▸ **Exercise**: Repeat the listing below in full, exactly as it stands.

▸ **Exercise inputs**:
=-=-=
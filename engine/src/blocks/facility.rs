//! Facility block
//!
//! Grants at most one transaction exclusive occupancy, with a built-in
//! service delay. An offer while occupied is rejected with no side effects;
//! the caller holds the transaction and retries on a later tick.
//!
//! On entry the transaction's prior "Facility" parameter is archived (it may
//! already be inside an outer facility) and replaced with this block's name.
//! When the service delay runs out the archived value is restored, absent
//! restored as absent, and the transaction is offered downstream. Only a
//! successful hand-off releases the occupancy; on failure the parameter is
//! stamped back to this block's name, so an occupant is never observed
//! carrying a foreign or empty "Facility" parameter while it still occupies
//! the resource.

use std::sync::Arc;

use parking_lot::Mutex;
use tracing::trace;

use crate::core::SimContext;
use crate::models::{HoldingSet, ParamValue, Parameter, TransactionHandle};
use crate::report::{safe_div, BlockReport, BlockStats, Occupant};
use crate::rng::RngManager;

use super::{Block, BlockBase, BlockRef};

/// Exclusive resource with a service delay
///
/// # Example
/// ```
/// use queueing_simulator_core_rs::Facility;
///
/// // One barber, a haircut takes 15 ticks, give or take 3
/// let barber = Facility::new("Barber", 15, 3);
/// assert!(barber.is_empty());
/// ```
pub struct Facility {
    base: BlockBase,
    /// The mean time increment
    interval: usize,
    /// The time half-range
    modificator: usize,
    state: Mutex<FacilityState>,
}

struct FacilityState {
    holding: HoldingSet,
    rng: RngManager,
    /// Id of the transaction owning the resource; `None` means free
    holded_transact_id: Option<u64>,
    /// "Facility" parameter archived at the current occupant's entry;
    /// `None` records that the occupant had no such parameter
    captured_facility: Option<ParamValue>,
    sum_advance: f64,
    cnt_transact: u64,
}

impl Facility {
    /// Create a new Facility block
    ///
    /// # Arguments
    /// * `name` - Block name, unique within the network
    /// * `interval` - Mean service delay in ticks
    /// * `modificator` - Delay half-range; 0 means a fixed delay
    pub fn new(name: &str, interval: usize, modificator: usize) -> Arc<Self> {
        Arc::new(Self {
            base: BlockBase::new(name),
            interval,
            modificator,
            state: Mutex::new(FacilityState {
                holding: HoldingSet::new(),
                rng: RngManager::new(0),
                holded_transact_id: None,
                captured_facility: None,
                sum_advance: 0.0,
                cnt_transact: 0,
            }),
        })
    }

    /// Is the resource free?
    pub fn is_empty(&self) -> bool {
        self.state.lock().holding.is_empty()
    }

    fn generate_delay(&self, rng: &mut RngManager) -> usize {
        let mut delay = self.interval as i64;
        if self.modificator > 0 {
            delay += rng.range(-(self.modificator as i64), self.modificator as i64);
        }
        delay.max(0) as usize
    }
}

impl Block for Facility {
    fn name(&self) -> &str {
        self.base.name()
    }

    fn wire(&self, successors: Vec<BlockRef>, ctx: &Arc<SimContext>) {
        self.base.wire(successors, ctx);
        self.state.lock().rng = ctx.rng_for(self.base.name());
    }

    fn append_transact(&self, transact: &TransactionHandle) -> bool {
        let mut state = self.state.lock();
        if !state.holding.is_empty() {
            // Facility is busy
            return false;
        }
        trace!("Append transact {} to {}", transact.id(), self.base.name());
        transact.set_holder_name(self.base.name());
        let delay = self.generate_delay(&mut state.rng);
        state.sum_advance += delay as f64;
        transact.set_ticks(delay);
        state.captured_facility = transact.parameter("Facility");
        transact.set_parameters(vec![Parameter::assign("Facility", self.base.name())]);
        state.holded_transact_id = Some(transact.id());
        state.holding.push(transact.clone());
        state.cnt_transact += 1;
        true
    }

    fn held_snapshot(&self) -> Vec<TransactionHandle> {
        self.state.lock().holding.snapshot()
    }

    fn handle_transacts(&self, tick: usize, held: &[TransactionHandle]) {
        for transact in held {
            transact.dec_ticks();
            transact.print_info(tick);
            if !transact.is_the_end() {
                continue;
            }
            // Restore the archived parameter, absent restored as absent.
            let captured = self.state.lock().captured_facility.clone();
            transact.set_parameters(vec![Parameter {
                name: "Facility".to_string(),
                value: captured,
            }]);
            if self.base.try_forward(transact) {
                let mut state = self.state.lock();
                state.holding.remove(transact.id());
                state.holded_transact_id = None;
            } else {
                // Still occupying: the transaction must keep carrying this
                // facility's name until it actually leaves.
                transact
                    .set_parameters(vec![Parameter::assign("Facility", self.base.name())]);
            }
        }
    }

    fn report(&self) -> BlockReport {
        let elapsed = self.base.ctx().model_time();
        let state = self.state.lock();
        let occupant = state
            .holded_transact_id
            .and_then(|id| state.holding.get(id))
            .map(|transact| {
                let parts = transact.parts();
                Occupant {
                    transact_id: transact.id(),
                    part: parts.part,
                    parent_id: parts.parent_id,
                }
            });
        BlockReport {
            name: self.base.name().to_string(),
            stats: BlockStats::Facility {
                average_advance: safe_div(state.sum_advance, state.cnt_transact as f64),
                utilization_pct: safe_div(100.0 * state.sum_advance, elapsed as f64),
                entries: state.cnt_transact,
                occupant,
            },
        }
    }
}

#[cfg(test)]
mod tests {
    use super::*;
    use crate::models::Transaction;

    fn transact(id: u64) -> TransactionHandle {
        TransactionHandle::new(Transaction::new(id, 0))
    }

    #[test]
    fn test_accepts_when_free_rejects_when_busy() {
        let ctx = Arc::new(SimContext::new(3));
        let facility = Facility::new("Barber", 3, 0);
        facility.wire(vec![], &ctx);

        let first = transact(1);
        let second = transact(2);
        assert!(facility.append_transact(&first));
        assert!(!facility.is_empty());
        assert!(!facility.append_transact(&second));
    }

    #[test]
    fn test_rejection_has_no_side_effects() {
        let ctx = Arc::new(SimContext::new(3));
        let facility = Facility::new("Barber", 3, 0);
        facility.wire(vec![], &ctx);

        let first = transact(1);
        facility.append_transact(&first);

        let second = transact(2);
        second.set_holder_name("Upstream");
        assert!(!facility.append_transact(&second));
        assert!(!facility.append_transact(&second));

        assert_eq!(second.holder_name(), "Upstream");
        assert_eq!(second.ticks(), 0);
        assert_eq!(second.parameter("Facility"), None);

        let report = facility.report();
        match report.stats {
            BlockStats::Facility { entries, .. } => assert_eq!(entries, 1),
            _ => panic!("wrong stats variant"),
        }
    }

    #[test]
    fn test_entry_stamps_facility_parameter() {
        let ctx = Arc::new(SimContext::new(3));
        let facility = Facility::new("Barber", 3, 0);
        facility.wire(vec![], &ctx);

        let t = transact(1);
        facility.append_transact(&t);
        assert_eq!(t.parameter("Facility"), Some(ParamValue::Str("Barber".into())));
        assert_eq!(t.ticks(), 3);
    }

    #[test]
    fn test_failed_handoff_keeps_parameter_and_occupancy() {
        let ctx = Arc::new(SimContext::new(3));
        // no successors: every hand-off fails
        let facility = Facility::new("Barber", 1, 0);
        facility.wire(vec![], &ctx);

        let t = transact(1);
        facility.append_transact(&t);

        let held = facility.held_snapshot();
        facility.handle_transacts(1, &held);

        assert!(!facility.is_empty());
        assert_eq!(
            t.parameter("Facility"),
            Some(ParamValue::Str("Barber".into())),
            "occupant must keep carrying the facility name"
        );
    }
}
=-=-=
▸ **The completed task**:
filename engine/src/blocks/facility.rs
//! Facility block
//!
//! Grants at most one transaction exclusive occupancy, with a built-in
//! service delay. An offer while occupied is rejected with no side effects;
//! the caller holds the transaction and retries on a later tick.
//!
//! On entry the transaction's prior "Facility" parameter is archived (it may
//! already be inside an outer facility) and replaced with this block's name.
//! When the service delay runs out the archived value is restored, absent
//! restored as absent, and the transaction is offered downstream. Only a
//! successful hand-off releases the occupancy; on failure the parameter is
//! stamped back to this block's name, so an occupant is never observed
//! carrying a foreign or empty "Facility" parameter while it still occupies
//! the resource.

use std::sync::Arc;

use parking_lot::Mutex;
use tracing::trace;

use crate::core::SimContext;
use crate::models::{HoldingSet, ParamValue, Parameter, TransactionHandle};
use crate::report::{safe_div, BlockReport, BlockStats, Occupant};
use crate::rng::RngManager;

use super::{Block, BlockBase, BlockRef};

/// Exclusive resource with a service delay
///
/// # Example
/// ```
/// use queueing_simulator_core_rs::Facility;
///
/// // One barber, a haircut takes 15 ticks, give or take 3
/// let barber = Facility::new("Barber", 15, 3);
/// assert!(barber.is_empty());
/// ```
pub struct Facility {
    base: BlockBase,
    /// The mean time increment
    interval: usize,
    /// The time half-range
    modificator: usize,
    state: Mutex<FacilityState>,
}

struct FacilityState {
    holding: HoldingSet,
    rng: RngManager,
    /// Id of the transaction owning the resource; `None` means free
    holded_transact_id: Option<u64>,
    /// "Facility" parameter archived at the current occupant's entry;
    /// `None` records that the occupant had no such parameter
    captured_facility: Option<ParamValue>,
    sum_advance: f64,
    cnt_transact: u64,
}

impl Facility {
    /// Create a new Facility block
    ///
    /// # Arguments
    /// * `name` - Block name, unique within the network
    /// * `interval` - Mean service delay in ticks
    /// * `modificator` - Delay half-range; 0 means a fixed delay
    pub fn new(name: &str, interval: usize, modificator: usize) -> Arc<Self> {
        Arc::new(Self {
            base: BlockBase::new(name),
            interval,
            modificator,
            state: Mutex::new(FacilityState {
                holding: HoldingSet::new(),
                rng: RngManager::new(0),
                holded_transact_id: None,
                captured_facility: None,
                sum_advance: 0.0,
                cnt_transact: 0,
            }),
        })
    }

    /// Is the resource free?
    pub fn is_empty(&self) -> bool {
        self.state.lock().holding.is_empty()
    }

    fn generate_delay(&self, rng: &mut RngManager) -> usize {
        let mut delay = self.interval as i64;
        if self.modificator > 0 {
            delay += rng.range(-(self.modificator as i64), self.modificator as i64);
        }
        delay.max(0) as usize
    }
}

impl Block for Facility {
    fn name(&self) -> &str {
        self.base.name()
    }

    fn wire(&self, successors: Vec<BlockRef>, ctx: &Arc<SimContext>) {
        self.base.wire(successors, ctx);
        self.state.lock().rng = ctx.rng_for(self.base.name());
    }

    fn append_transact(&self, transact: &TransactionHandle) -> bool {
        let mut state = self.state.lock();
        if !state.holding.is_empty() {
            // Facility is busy
            return false;
        }
        trace!("Append transact {} to {}", transact.id(), self.base.name());
        transact.set_holder_name(self.base.name());
        let delay = self.generate_delay(&mut state.rng);
        state.sum_advance += delay as f64;
        transact.set_ticks(delay);
        state.captured_facility = transact.parameter("Facility");
        transact.set_parameters(vec![Parameter::assign("Facility", self.base.name())]);
        state.holded_transact_id = Some(transact.id());
        state.holding.push(transact.clone());
        state.cnt_transact += 1;
        true
    }

    fn held_snapshot(&self) -> Vec<TransactionHandle> {
        self.state.lock().holding.snapshot()
    }

    fn handle_transacts(&self, tick: usize, held: &[TransactionHandle]) {
        for transact in held {
            transact.dec_ticks();
            transact.print_info(tick);
            if !transact.is_the_end() {
                continue;
            }
            // Restore the archived parameter, absent restored as absent.
            let captured = self.state.lock().captured_facility.clone();
            transact.set_parameters(vec![Parameter {
                name: "Facility".to_string(),
                value: captured,
            }]);
            if self.base.try_forward(transact) {
                let mut state = self.state.lock();
                state.holding.remove(transact.id());
                state.holded_transact_id = None;
            } else {
                // Still occupying: the transaction must keep carrying this
                // facility's name until it actually leaves.
                transact
                    .set_parameters(vec![Parameter::assign("Facility", self.base.name())]);
            }
        }
    }

    fn report(&self) -> BlockReport {
        let elapsed = self.base.ctx().model_time();
        let state = self.state.lock();
        let occupant = state
            .holded_transact_id
            .and_then(|id| state.holding.get(id))
            .map(|transact| {
                let parts = transact.parts();
                Occupant {
                    transact_id: transact.id(),
                    part: parts.part,
                    parent_id: parts.parent_id,
                }
            });
        BlockReport {
            name: self.base.name().to_string(),
            stats: BlockStats::Facility {
                average_advance: safe_div(state.sum_advance, state.cnt_transact as f64),
                utilization_pct: safe_div(100.0 * state.sum_advance, elapsed as f64),
                entries: state.cnt_transact,
                occupant,
            },
        }
    }
}

#[cfg(test)]
mod tests {
    use super::*;
    use crate::models::Transaction;

    fn transact(id: u64) -> TransactionHandle {
        TransactionHandle::new(Transaction::new(id, 0))
    }

    #[test]
    fn test_accepts_when_free_rejects_when_busy() {
        let ctx = Arc::new(SimContext::new(3));
        let facility = Facility::new("Barber", 3, 0);
        facility.wire(vec![], &ctx);

        let first = transact(1);
        let second = transact(2);
        assert!(facility.append_transact(&first));
        assert!(!facility.is_empty());
        assert!(!facility.append_transact(&second));
    }

    #[test]
    fn test_rejection_has_no_side_effects() {
        let ctx = Arc::new(SimContext::new(3));
        let facility = Facility::new("Barber", 3, 0);
        facility.wire(vec![], &ctx);

        let first = transact(1);
        facility.append_transact(&first);

        let second = transact(2);
        second.set_holder_name("Upstream");
        assert!(!facility.append_transact(&second));
        assert!(!facility.append_transact(&second));

        assert_eq!(second.holder_name(), "Upstream");
        assert_eq!(second.ticks(), 0);
        assert_eq!(second.parameter("Facility"), None);

        let report = facility.report();
        match report.stats {
            BlockStats::Facility { entries, .. } => assert_eq!(entries, 1),
            _ => panic!("wrong stats variant"),
        }
    }

    #[test]
    fn test_entry_stamps_facility_parameter() {
        let ctx = Arc::new(SimContext::new(3));
        let facility = Facility::new("Barber", 3, 0);
        facility.wire(vec![], &ctx);

        let t = transact(1);
        facility.append_transact(&t);
        assert_eq!(t.parameter("Facility"), Some(ParamValue::Str("Barber".into())));
        assert_eq!(t.ticks(), 3);
    }

    #[test]
    fn test_failed_handoff_keeps_parameter_and_occupancy() {
        let ctx = Arc::new(SimContext::new(3));
        // no successors: every hand-off fails
        let facility = Facility::new("Barber", 1, 0);
        facility.wire(vec![], &ctx);

        let t = transact(1);
        facility.append_transact(&t);

        let held = facility.held_snapshot();
        facility.handle_transacts(1, &held);

        assert!(!facility.is_empty());
        assert_eq!(
            t.parameter("Facility"),
            Some(ParamValue::Str("Barber".into())),
            "occupant must keep carrying the facility name"
        );
    }
}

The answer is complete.